If both plans are adopted, automakers will face a stiff uphill battle. As it stands now, the federal fuel regulation could call for a corporate average fuel economy (CAFE) of 56.2mpg by 2025. That's more than twice today's figure of 27.3mpg. At the same time, California wants zero-emission vehicles (ZEVs) and "partial zero-emission vehicles" to comprise 5.5 percent of new-car sales in the state by 2018, and 14 percent by 2025. That translates to about 225,000 ZEVs sold annually in California alone. If the manufacturers come in below their prescribed share, each would have to pay a fine of $5,000 per vehicle beneath the target number.
Surprisingly, automakers aren't throwing a fit over the proposed regulations. Yes, they're unhappy, but most say the technology exists to get there.

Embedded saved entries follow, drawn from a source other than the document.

// This Source Code Form is subject to the terms of the Mozilla Public
// License, v. 2.0. If a copy of the MPL was not distributed with this
// file, You can obtain one at https://mozilla.org/MPL/2.0/.

//! Puts `memory.x` on the linker search path when building firmware.

use std::env;
use std::fs;
use std::path::PathBuf;

fn main() {
    let target = env::var("TARGET").unwrap_or_default();
    if target.starts_with("thumb") {
        let out = PathBuf::from(env::var_os("OUT_DIR").unwrap());
        fs::write(out.join("memory.x"), include_bytes!("memory.x")).unwrap();
        println!("cargo:rustc-link-search={}", out.display());
    }
    println!("cargo:rerun-if-changed=memory.x");
    println!("cargo:rerun-if-changed=build.rs");
}
// This Source Code Form is subject to the terms of the Mozilla Public
// License, v. 2.0. If a copy of the MPL was not distributed with this
// file, You can obtain one at https://mozilla.org/MPL/2.0/.

//! SPI0 as the JTAG byte engine.
//!
//! TCK, TDI and TDO sit on SPI0's SCK, TX and RX pins, so byte transfers hand
//! them to the PL022 by switching the pin function, and bit-level work takes
//! them back to SIO.

use rp2040_pac::{RESETS, SPI0};

use rp2040_ftdi::jtag::{BitOrder, JtagPins, SpiTransceiver};

use super::{set_function, write_pin, Function, TCK_PIN, TDI_PIN, TDO_PIN};

type SpiRegs = rp2040_pac::spi0::RegisterBlock;

/// SSPCR0: 8-bit frames, Motorola format, mode 0, SCR in bits 15:8.
const CR0_8BIT: u32 = 7;
const SPI_SCR: u32 = 10;
/// SSPCPSR: even prescaler; 132 MHz / (2 * 11) = 6 MHz.
const SPI_CPSR: u32 = 2;
/// SSPCR1: SSE.
const CR1_ENABLE: u32 = 1 << 1;
/// SSPSR bits.
const SR_TNF: u32 = 1 << 1;
const SR_RNE: u32 = 1 << 2;

/// PL022 SPI0 as the byte engine.
pub struct Pl022 {
    regs: &'static SpiRegs,
    enabled: bool,
}

impl Pl022 {
    pub fn init(resets: &RESETS, spi: SPI0) -> Self {
        drop(spi);
        resets.reset.modify(|_, w| w.spi0().clear_bit());
        while !resets.reset_done.read().spi0().bit() {}

        let regs = unsafe { &*SPI0::ptr() };
        regs.sspcpsr.write(|w| unsafe { w.bits(SPI_CPSR) });
        regs.sspcr0
            .write(|w| unsafe { w.bits(CR0_8BIT | SPI_SCR << 8) });
        regs.sspcr1.write(|w| unsafe { w.bits(CR1_ENABLE) });
        Self {
            regs,
            enabled: false,
        }
    }
}

impl SpiTransceiver for Pl022 {
    fn enable(&mut self) {
        if !self.enabled {
            for pin in [TCK_PIN, TDI_PIN, TDO_PIN] {
                set_function(pin, Function::Spi);
            }
            self.enabled = true;
        }
    }

    fn disable(&mut self) {
        if self.enabled {
            // Park TCK low before SIO takes it back.
            write_pin(TCK_PIN, false);
            for pin in [TCK_PIN, TDI_PIN, TDO_PIN] {
                set_function(pin, Function::Sio);
            }
            self.enabled = false;
        }
    }

    fn transfer<P: JtagPins>(&mut self, _pins: &mut P, order: BitOrder, byte: u8) -> u8 {
        // The PL022 only shifts MSB first.
        let out = match order {
            BitOrder::Msb => byte,
            BitOrder::Lsb => byte.reverse_bits(),
        };
        while self.regs.sspsr.read().bits() & SR_TNF == 0 {}
        self.regs.sspdr.write(|w| unsafe { w.bits(u32::from(out)) });
        while self.regs.sspsr.read().bits() & SR_RNE == 0 {}
        let rcv = self.regs.sspdr.read().bits() as u8;
        match order {
            BitOrder::Msb => rcv,
            BitOrder::Lsb => rcv.reverse_bits(),
        }
    }
}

Nissan's Leaf would fulfill the requirements of California's proposed plan.
Source: Nissan Motor Co.
The question is: Will consumers buy the new breed of vehicles?
"You can always hit a fuel economy number, but if it costs so much that a customer can't buy it, then you’ve created a problem," says Michael Stanton, president and CEO of the Association of Global Automakers, which represents such foreign companies as Toyota, Honda, and Nissan, among others.

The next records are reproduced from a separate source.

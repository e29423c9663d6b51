// This Source Code Form is subject to the terms of the Mozilla Public
// License, v. 2.0. If a copy of the MPL was not distributed with this
// file, You can obtain one at https://mozilla.org/MPL/2.0/.

//! MPSSE command interpreter.
//!
//! FTDI's Multi-Protocol Synchronous Serial Engine takes a byte stream of
//! opcodes, each followed by a fixed or length-prefixed run of argument
//! bytes. We implement the subset that JTAG tools actually send, and accept
//! (and ignore) the GPIO/clock setup commands they send around it.
//!
//! The interpreter is fed exactly one byte per `step`, which keeps the main
//! loop's work per iteration bounded no matter how long the command is. Each
//! step produces at most one response byte, so the caller only has to
//! guarantee one free byte in the IN staging buffer before stepping.
//!
//! This state belongs to the main loop. Nothing in interrupt context may
//! touch it.

use num_derive::FromPrimitive;
use num_traits::FromPrimitive;

use crate::jtag::{BitOrder, JtagPins, JtagPort, SpiTransceiver, TestClock};

/// Where response bytes go: the JTAG channel's IN staging buffer.
pub trait ResponseSink {
    fn push(&mut self, byte: u8);
    /// Send whatever is staged at the next opportunity, without waiting for
    /// the latency timer.
    fn request_flush(&mut self);
}

/// Byte answered for any opcode we don't implement.
pub const BAD_COMMAND: u8 = 0xFA;

/// Byte-clock lengths that one vendor's internal-flash programming sequence
/// uses to wait out erase/program cycles. Clocking these through SPI is far
/// too slow; they're run on the free-running test clock instead.
pub const RUN_TEST_LENGTHS: [u16; 3] = [25000, 750, 2968];

#[derive(Copy, Clone, Debug, PartialEq, Eq, FromPrimitive)]
enum Opcode {
    SetBitsLow = 0x80,
    GetBitsLow = 0x81,
    SetBitsHigh = 0x82,
    GetBitsHigh = 0x83,
    EnableLoopback = 0x84,
    DisableLoopback = 0x85,
    SetClockDivisor = 0x86,
    SendImmediate = 0x87,
    /// Clock bytes out, MSB first, on the negative edge.
    BytesOutMsb = 0x11,
    /// Clock bytes out, LSB first, on the negative edge.
    BytesOutLsb = 0x19,
    /// Clock bytes out and in, MSB first.
    BytesInOutMsb = 0x31,
    /// Clock bytes out and in, LSB first.
    BytesInOutLsb = 0x39,
    BitsOutMsb = 0x13,
    BitsOutLsb = 0x1b,
    BitsInOutLsb = 0x3b,
    TmsOut = 0x4b,
    TmsInOut = 0x6b,
}

impl Opcode {
    /// Bit 5 of a data-clocking opcode asks for TDO to be read back.
    fn reads(self) -> bool {
        self as u8 & 0x20 != 0
    }

    fn byte_order(self) -> BitOrder {
        match self {
            Opcode::BytesOutMsb | Opcode::BytesInOutMsb | Opcode::BitsOutMsb => BitOrder::Msb,
            _ => BitOrder::Lsb,
        }
    }
}

/// Where the interpreter is within the current command.
#[derive(Copy, Clone, Debug, PartialEq, Eq)]
pub enum MpsseState {
    Idle,
    LengthLow,
    LengthHigh,
    TransmitBytes(BitOrder),
    ShortLength,
    TransmitBits(BitOrder),
    TmsOut,
    /// Discarding this many more argument bytes.
    Skip(u8),
    /// Discarding one byte after an unknown opcode.
    Error,
    RunTest,
}

pub struct Mpsse {
    state: MpsseState,
    opcode: Opcode,
    /// Length field as received: one less than the byte count.
    length: u16,
    /// Data bytes still expected by the current byte command.
    remaining: u32,
    /// Bit-count field: one less than the number of bits.
    bits: u8,
    run_test_quirk: bool,
}

impl Mpsse {
    /// `run_test_quirk` enables the `RUN_TEST_LENGTHS` rerouting.
    pub const fn new(run_test_quirk: bool) -> Self {
        Self {
            state: MpsseState::Idle,
            opcode: Opcode::SendImmediate,
            length: 0,
            remaining: 0,
            bits: 0,
            run_test_quirk,
        }
    }

    pub fn state(&self) -> MpsseState {
        self.state
    }

    pub fn is_idle(&self) -> bool {
        self.state == MpsseState::Idle
    }

    /// Abandons any command in progress.
    pub fn reset<P, S, C>(&mut self, port: &mut JtagPort<P, S, C>)
    where
        P: JtagPins,
        S: SpiTransceiver,
        C: TestClock,
    {
        if self.state == MpsseState::RunTest {
            port.stop_test_clock();
        }
        *self = Self::new(self.run_test_quirk);
    }

    /// Consumes one byte of the command stream.
    pub fn step<P, S, C, R>(&mut self, byte: u8, port: &mut JtagPort<P, S, C>, sink: &mut R)
    where
        P: JtagPins,
        S: SpiTransceiver,
        C: TestClock,
        R: ResponseSink,
    {
        let state = self.state;
        self.state = match state {
            MpsseState::Idle => self.idle(byte, port, sink),
            MpsseState::LengthLow => self.length_low(byte),
            MpsseState::LengthHigh => self.length_high(byte, port),
            MpsseState::TransmitBytes(order) => self.transmit_byte(byte, order, port, sink),
            MpsseState::ShortLength => self.short_length(byte),
            MpsseState::TransmitBits(order) => self.transmit_bits(byte, order, port, sink),
            MpsseState::TmsOut => self.tms_out(byte, port, sink),
            MpsseState::Skip(n) => skip(n),
            MpsseState::Error => MpsseState::Idle,
            MpsseState::RunTest => self.run_test(port),
        };
    }

    fn idle<P, S, C, R>(&mut self, byte: u8, port: &mut JtagPort<P, S, C>, sink: &mut R) -> MpsseState
    where
        P: JtagPins,
        S: SpiTransceiver,
        C: TestClock,
        R: ResponseSink,
    {
        let op = match Opcode::from_u8(byte) {
            Some(op) => op,
            None => {
                log::warn!("mpsse: bad command {:#04x}", byte);
                sink.push(BAD_COMMAND);
                return MpsseState::Error;
            }
        };
        log::trace!("mpsse: {:?}", op);
        match op {
            // Pin directions and levels, and the clock divisor, are fixed by
            // how the board is wired; swallow the two argument bytes.
            Opcode::SetBitsLow | Opcode::SetBitsHigh | Opcode::SetClockDivisor => {
                MpsseState::Skip(2)
            }
            // We don't track GPIO state, so hand back something stable.
            Opcode::GetBitsLow | Opcode::GetBitsHigh => {
                sink.push(byte - 0x80);
                MpsseState::Idle
            }
            Opcode::EnableLoopback | Opcode::DisableLoopback => MpsseState::Idle,
            Opcode::SendImmediate => {
                sink.request_flush();
                MpsseState::Idle
            }
            Opcode::BytesOutMsb
            | Opcode::BytesOutLsb
            | Opcode::BytesInOutMsb
            | Opcode::BytesInOutLsb => {
                self.opcode = op;
                port.spi_on();
                MpsseState::LengthLow
            }
            Opcode::BitsOutMsb
            | Opcode::BitsOutLsb
            | Opcode::BitsInOutLsb
            | Opcode::TmsOut
            | Opcode::TmsInOut => {
                self.opcode = op;
                port.spi_off();
                MpsseState::ShortLength
            }
        }
    }

    fn length_low(&mut self, byte: u8) -> MpsseState {
        self.length = u16::from(byte);
        MpsseState::LengthHigh
    }

    fn length_high<P, S, C>(&mut self, byte: u8, port: &mut JtagPort<P, S, C>) -> MpsseState
    where
        P: JtagPins,
        S: SpiTransceiver,
        C: TestClock,
    {
        self.length |= u16::from(byte) << 8;
        self.remaining = u32::from(self.length) + 1;
        if self.run_test_quirk
            && !self.opcode.reads()
            && RUN_TEST_LENGTHS.contains(&self.length)
        {
            log::debug!("mpsse: run-test for {} bytes", self.remaining);
            port.spi_off();
            port.start_test_clock();
            return MpsseState::RunTest;
        }
        MpsseState::TransmitBytes(self.opcode.byte_order())
    }

    fn transmit_byte<P, S, C, R>(
        &mut self,
        byte: u8,
        order: BitOrder,
        port: &mut JtagPort<P, S, C>,
        sink: &mut R,
    ) -> MpsseState
    where
        P: JtagPins,
        S: SpiTransceiver,
        C: TestClock,
        R: ResponseSink,
    {
        let rcv = port.shift_byte(order, byte);
        if self.opcode.reads() {
            sink.push(rcv);
        }
        self.countdown(MpsseState::TransmitBytes(order))
    }

    fn short_length(&mut self, byte: u8) -> MpsseState {
        self.bits = byte & 0x07;
        match self.opcode {
            Opcode::TmsOut | Opcode::TmsInOut => MpsseState::TmsOut,
            op => MpsseState::TransmitBits(op.byte_order()),
        }
    }

    fn transmit_bits<P, S, C, R>(
        &mut self,
        byte: u8,
        order: BitOrder,
        port: &mut JtagPort<P, S, C>,
        sink: &mut R,
    ) -> MpsseState
    where
        P: JtagPins,
        S: SpiTransceiver,
        C: TestClock,
        R: ResponseSink,
    {
        let rcv = port.shift_bits(order, byte, self.bits + 1);
        if self.opcode.reads() {
            sink.push(rcv);
        }
        MpsseState::Idle
    }

    fn tms_out<P, S, C, R>(
        &mut self,
        byte: u8,
        port: &mut JtagPort<P, S, C>,
        sink: &mut R,
    ) -> MpsseState
    where
        P: JtagPins,
        S: SpiTransceiver,
        C: TestClock,
        R: ResponseSink,
    {
        let rcv = port.shift_tms(byte, self.bits + 1);
        if self.opcode.reads() {
            sink.push(rcv);
        }
        MpsseState::Idle
    }

    fn run_test<P, S, C>(&mut self, port: &mut JtagPort<P, S, C>) -> MpsseState
    where
        P: JtagPins,
        S: SpiTransceiver,
        C: TestClock,
    {
        let next = self.countdown(MpsseState::RunTest);
        if next == MpsseState::Idle {
            port.stop_test_clock();
        }
        next
    }

    /// One data byte of a length-prefixed command is done.
    fn countdown(&mut self, busy: MpsseState) -> MpsseState {
        self.remaining -= 1;
        if self.remaining == 0 {
            MpsseState::Idle
        } else {
            busy
        }
    }
}

fn skip(n: u8) -> MpsseState {
    if n > 1 {
        MpsseState::Skip(n - 1)
    } else {
        MpsseState::Idle
    }
}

"We support the higher fuel economy standards where feasible, so long as they protect consumer choice, vehicle affordability, and jobs," adds Wade Newton, a spokesman for the Alliance of Automobile Manufacturers, which represents General Motors, Ford, and Chrysler, among others.
If you read Newton's statement carefully, it summarizes the gist of the industry's position. The phrase "so long as they protect consumer choice" is critical, because it means automakers are willing to boost their efficiency numbers, but they don’t want to be told which kinds of technologies they should build. Specifically, they don't want to face mandates that call for certain numbers of battery-electric cars or plug-in hybrids.

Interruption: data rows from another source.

// This Source Code Form is subject to the terms of the Mozilla Public
// License, v. 2.0. If a copy of the MPL was not distributed with this
// file, You can obtain one at https://mozilla.org/MPL/2.0/.

//! Firmware for an RP2040 board posing as a dual-channel FTDI adapter:
//! channel A is an MPSSE JTAG engine, channel B a UART.
//!
//! Three interrupts and a main loop, all at one priority level:
//!
//! - USBCTRL_IRQ runs the control endpoint and flags bulk completions.
//! - SysTick counts milliseconds and debounces DTR/RTS.
//! - UART0_IRQ moves bytes between the UART and the two rings.
//! - The main loop moves packet contents: MPSSE in and out, UART bytes in
//!   and out, latency timer flushes.
//!
//! The protocol logic lives in the library; this file wires it to the
//! hardware in `hw`.

#![cfg_attr(all(target_arch = "arm", target_os = "none"), no_std)]
#![cfg_attr(all(target_arch = "arm", target_os = "none"), no_main)]

#[cfg(all(target_arch = "arm", target_os = "none"))]
mod hw;

#[cfg(all(target_arch = "arm", target_os = "none"))]
mod firmware {
    use core::sync::atomic::Ordering;

    use cortex_m::peripheral::NVIC;
    use cortex_m_rt::{entry, exception};
    use log::LevelFilter;
    use rp2040_pac::{interrupt, Interrupt};

    use panic_halt as _;

    use rp2040_ftdi::bridge::Bridge;
    use rp2040_ftdi::control::ControlDispatcher;
    use rp2040_ftdi::descriptors::SerialNumber;
    use rp2040_ftdi::jtag::JtagPort;
    use rp2040_ftdi::mpsse::Mpsse;
    use rp2040_ftdi::ring::{RingBuffer, UART_RING_SIZE};
    use rp2040_ftdi::state::Shared;
    use rp2040_ftdi::uart::flow_control_tick;

    use crate::hw;
    use crate::hw::jtag::{GpioJtag, PwmTestClock};
    use crate::hw::uart::{HwModemLines, HwUart};
    use crate::hw::usb::UsbBus;

    cfg_if::cfg_if! {
        if #[cfg(feature = "target-pico")] {
            #[link_section = ".boot_loader"]
            #[used]
            static BOOT2: [u8; 256] = rp2040_boot2::BOOT_LOADER_W25Q080;
        } else {
            #[link_section = ".boot_loader"]
            #[used]
            static BOOT2: [u8; 256] = rp2040_boot2::BOOT_LOADER_GD25Q64CS;
        }
    }

    static SHARED: Shared = Shared::new();

    /// Time between the host asking for the bootloader and us going there,
    /// so the control transfer that asked can finish.
    const REBOOT_DELAY_TICKS: u16 = 100;

    #[entry]
    fn main() -> ! {
        static mut UART_RX: RingBuffer<UART_RING_SIZE> = RingBuffer::new();
        static mut UART_TX: RingBuffer<UART_RING_SIZE> = RingBuffer::new();

        let p = rp2040_pac::Peripherals::take().unwrap();
        let mut cp = cortex_m::Peripherals::take().unwrap();

        hw::logger::init(LevelFilter::Info);
        hw::clocks::init(&p.RESETS, &p.XOSC, &p.ROSC, &p.CLOCKS, &p.PLL_SYS, &p.PLL_USB);
        hw::init_pins(&p.RESETS);

        let serial = match hw::rom::flash_unique_id() {
            Some(uid) => SerialNumber::new([uid[3], uid[4], uid[5], uid[6], uid[7]]),
            None => {
                log::warn!("no flash unique id, using a zero serial number");
                SerialNumber::new([0; 5])
            }
        };

        let (rx_in, rx_out) = UART_RX.split();
        let (tx_in, tx_out) = UART_TX.split();
        hw::uart::init(&p.RESETS, p.UART0);
        hw::uart::install(rx_in, tx_out);

        cfg_if::cfg_if! {
            if #[cfg(feature = "hw-spi")] {
                let spi = hw::spi::Pl022::init(&p.RESETS, p.SPI0);
            } else {
                let spi = rp2040_ftdi::jtag::BitBangSpi;
            }
        }
        let clock = PwmTestClock::init(&p.RESETS, p.PWM);
        let port = JtagPort::new(GpioJtag, spi, clock);
        let mpsse = Mpsse::new(cfg!(feature = "run-test-quirk"));
        let mut bridge = Bridge::new(&SHARED, mpsse, port, rx_out, tx_in);

        let mut bus = UsbBus::init(&p.RESETS, p.USBCTRL_REGS, p.USBCTRL_DPRAM, &SHARED);
        hw::usb::install(bus, ControlDispatcher::new(&SHARED, serial));

        hw::clocks::start_tick(&mut cp.SYST);
        unsafe {
            NVIC::unmask(Interrupt::USBCTRL_IRQ);
            NVIC::unmask(Interrupt::UART0_IRQ);
        }
        bus.connect();
        log::info!("rp2040-ftdi up, serial {:?}", serial);

        let mut uart = HwUart;
        let mut reboot_since = None;
        loop {
            bridge.poll(&mut bus, &mut uart);

            // Lit while configured, dark while an MPSSE command is in flight.
            hw::write_pin(
                hw::LED_PIN,
                SHARED.config.is_configured() && bridge.mpsse().is_idle(),
            );

            if SHARED.config.reboot_requested.load(Ordering::Relaxed) {
                let now = SHARED.now();
                let since = *reboot_since.get_or_insert(now);
                if now.wrapping_sub(since) >= REBOOT_DELAY_TICKS {
                    hw::rom::reset_to_usb_boot();
                }
            }
        }
    }

    #[exception]
    fn SysTick() {
        SHARED.tick();
        flow_control_tick(&SHARED.config, &mut HwModemLines);
    }

    #[interrupt]
    fn USBCTRL_IRQ() {
        hw::usb::service_irq();
    }

    #[interrupt]
    fn UART0_IRQ() {
        hw::uart::service_irq();
    }
}

#[cfg(not(all(target_arch = "arm", target_os = "none")))]
fn main() {
    eprintln!("rp2040-ftdi is RP2040 firmware; build it for thumbv6m-none-eabi");
}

Most of the automakers believe they could meet, or come close to meeting, the 56.2mpg target with a combination of rather conventional technologies. Indeed, the EPA's "Interim Joint Technical Assessment Report" suggests four different technical pathways the manufacturers could follow to reach the goals. The pathways allow automakers to choose a combination of technologies, including: start-stop systems, cylinder deactivation, turbocharging, advanced spark, six- and eight-speed automatic and dual-clutch transmissions, smaller engines, smaller vehicles, conventional hybrid technologies, plug-in hybrids, and pure electric powertrains. At least one Asian automaker has reportedly said it could reach the 56.2mpg figure with an all-gasoline-burning lineup.
The bottom line is that the automakers don't like the California proposal because it could force them into selling a product too many consumers don't want. Since most big automakers are now building electric cars, they don't want to overtly admit that EVs don't appeal to a large enough swath of customers. But that's their fear. In the worst scenario, they're afraid sticker prices will rise, sales will fall, consumers will hang onto their old vehicles, and jobs will be lost.
"The problem is that [the California plan] is a design standard," Stanton says. "It could be very expensive for manufacturers to pursue. You have to wonder whether it all makes sense."